*SOURCE MATERIAL*
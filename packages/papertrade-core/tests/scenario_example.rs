//! End-to-end scenario analytics over a two-instrument portfolio.

use approx::assert_relative_eq;
use papertrade_core::analytics::{format_roi, Degeneracy};
use papertrade_core::types::SnapshotRecord;
use papertrade_core::{
    auto_rebalance, correlation_matrix, smart_entry, time_weighted_roi, AnalyticsConfig,
    InstrumentSnapshot, LengthPolicy, Outcome, RiskTag, ScenarioReport,
};

const SNAPSHOTS: &str = r#"[
    {"symbol": "A", "quantity": 10, "history": [100, 110, 121], "last_price": 121, "sector": "Tech"},
    {"symbol": "B", "quantity": 5, "history": [50, 50, 50], "last_price": 50, "sector": "Energy"}
]"#;

fn portfolio() -> Vec<InstrumentSnapshot> {
    let records: Vec<SnapshotRecord> = serde_json::from_str(SNAPSHOTS).unwrap();
    let config = AnalyticsConfig::default();
    records.into_iter().map(|r| r.into_snapshot(&config)).collect()
}

#[test]
fn test_records_derive_risk() {
    let snapshots = portfolio();
    assert_eq!(snapshots[0].risk, RiskTag::High);
    assert_eq!(snapshots[1].risk, RiskTag::Low);
    assert_eq!(snapshots[0].score, 0);
}

#[test]
fn test_zero_variance_pair_is_degenerate() {
    let pairs = correlation_matrix(&portfolio(), LengthPolicy::Strict).unwrap();

    assert_eq!(pairs.len(), 1);
    assert_eq!(pairs[0].source, "A");
    assert_eq!(pairs[0].target, "B");
    assert_eq!(pairs[0].value, Outcome::Degenerate(Degeneracy::ZeroVariance));
}

#[test]
fn test_smart_entry_at_best_index() {
    let snapshots = portfolio();
    let entry = smart_entry(&snapshots[0].history, 0)
        .unwrap()
        .into_option()
        .unwrap();

    assert_eq!(entry.best_index, 0);
    assert_eq!(entry.delta, 0.0);
    assert_relative_eq!(entry.best_gain, 21.0, epsilon = 1e-9);
}

#[test]
fn test_ninety_day_roi() {
    let snapshots = portfolio();
    let roi = time_weighted_roi(&snapshots[0], 90)
        .unwrap()
        .into_option()
        .unwrap();

    assert_relative_eq!(roi, (1.21_f64.powf(365.0 / 90.0) - 1.0) * 100.0, epsilon = 1e-9);
    assert_eq!(format_roi(&snapshots[0], 90), "116.64");
    assert_eq!(format_roi(&snapshots[1], 90), "0.00");
}

#[test]
fn test_rebalance_moves_toward_equal_sectors() {
    let suggestions = auto_rebalance(&portfolio(), 0.5).unwrap();

    // Tech 1210 vs ideal 730 is trimmed, Energy 250 is topped up
    assert!(suggestions[0].adjustment < 0.0);
    assert!(suggestions[1].adjustment > 0.0);
}

#[test]
fn test_report_serializes_outcomes() {
    let report = ScenarioReport::build(&portfolio(), &AnalyticsConfig::default()).unwrap();
    let json = serde_json::to_value(&report).unwrap();

    assert_eq!(json["correlations"][0]["value"]["status"], "degenerate");
    assert_eq!(json["correlations"][0]["value"]["value"], "zero_variance");
    assert_eq!(json["instruments"][0]["roi"], "116.64");
}
//! Paper trading simulation module.
//!
//! Provides a session store for simulated share and option trading without
//! real money, gated by regular market hours.

mod market_hours;
mod session;

pub use market_hours::MarketHours;
pub use session::{
    Holding, OptionOrder, OptionTrade, Order, OrderType, SessionStatus, Submission,
    TradingSession,
};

*HOW TO COMPLETE THIS TASK*
Every line above is to be transcribed exactly, with nothing dropped.

*OUTPUT OF THE EXERCISE*
filename packages/papertrade-core/tests/scenario_example.rs
//! End-to-end scenario analytics over a two-instrument portfolio.

use approx::assert_relative_eq;
use papertrade_core::analytics::{format_roi, Degeneracy};
use papertrade_core::types::SnapshotRecord;
use papertrade_core::{
    auto_rebalance, correlation_matrix, smart_entry, time_weighted_roi, AnalyticsConfig,
    InstrumentSnapshot, LengthPolicy, Outcome, RiskTag, ScenarioReport,
};

const SNAPSHOTS: &str = r#"[
    {"symbol": "A", "quantity": 10, "history": [100, 110, 121], "last_price": 121, "sector": "Tech"},
    {"symbol": "B", "quantity": 5, "history": [50, 50, 50], "last_price": 50, "sector": "Energy"}
]"#;

fn portfolio() -> Vec<InstrumentSnapshot> {
    let records: Vec<SnapshotRecord> = serde_json::from_str(SNAPSHOTS).unwrap();
    let config = AnalyticsConfig::default();
    records.into_iter().map(|r| r.into_snapshot(&config)).collect()
}

#[test]
fn test_records_derive_risk() {
    let snapshots = portfolio();
    assert_eq!(snapshots[0].risk, RiskTag::High);
    assert_eq!(snapshots[1].risk, RiskTag::Low);
    assert_eq!(snapshots[0].score, 0);
}

#[test]
fn test_zero_variance_pair_is_degenerate() {
    let pairs = correlation_matrix(&portfolio(), LengthPolicy::Strict).unwrap();

    assert_eq!(pairs.len(), 1);
    assert_eq!(pairs[0].source, "A");
    assert_eq!(pairs[0].target, "B");
    assert_eq!(pairs[0].value, Outcome::Degenerate(Degeneracy::ZeroVariance));
}

#[test]
fn test_smart_entry_at_best_index() {
    let snapshots = portfolio();
    let entry = smart_entry(&snapshots[0].history, 0)
        .unwrap()
        .into_option()
        .unwrap();

    assert_eq!(entry.best_index, 0);
    assert_eq!(entry.delta, 0.0);
    assert_relative_eq!(entry.best_gain, 21.0, epsilon = 1e-9);
}

#[test]
fn test_ninety_day_roi() {
    let snapshots = portfolio();
    let roi = time_weighted_roi(&snapshots[0], 90)
        .unwrap()
        .into_option()
        .unwrap();

    assert_relative_eq!(roi, (1.21_f64.powf(365.0 / 90.0) - 1.0) * 100.0, epsilon = 1e-9);
    assert_eq!(format_roi(&snapshots[0], 90), "116.64");
    assert_eq!(format_roi(&snapshots[1], 90), "0.00");
}

#[test]
fn test_rebalance_moves_toward_equal_sectors() {
    let suggestions = auto_rebalance(&portfolio(), 0.5).unwrap();

    // Tech 1210 vs ideal 730 is trimmed, Energy 250 is topped up
    assert!(suggestions[0].adjustment < 0.0);
    assert!(suggestions[1].adjustment > 0.0);
}

#[test]
fn test_report_serializes_outcomes() {
    let report = ScenarioReport::build(&portfolio(), &AnalyticsConfig::default()).unwrap();
    let json = serde_json::to_value(&report).unwrap();

    assert_eq!(json["correlations"][0]["value"]["status"], "degenerate");
    assert_eq!(json["correlations"][0]["value"]["value"], "zero_variance");
    assert_eq!(json["instruments"][0]["roi"], "116.64");
}
//! Paper trading simulation module.
//!
//! Provides a session store for simulated share and option trading without
//! real money, gated by regular market hours.

mod market_hours;
mod session;

pub use market_hours::MarketHours;
pub use session::{
    Holding, OptionOrder, OptionTrade, Order, OrderType, SessionStatus, Submission,
    TradingSession,
};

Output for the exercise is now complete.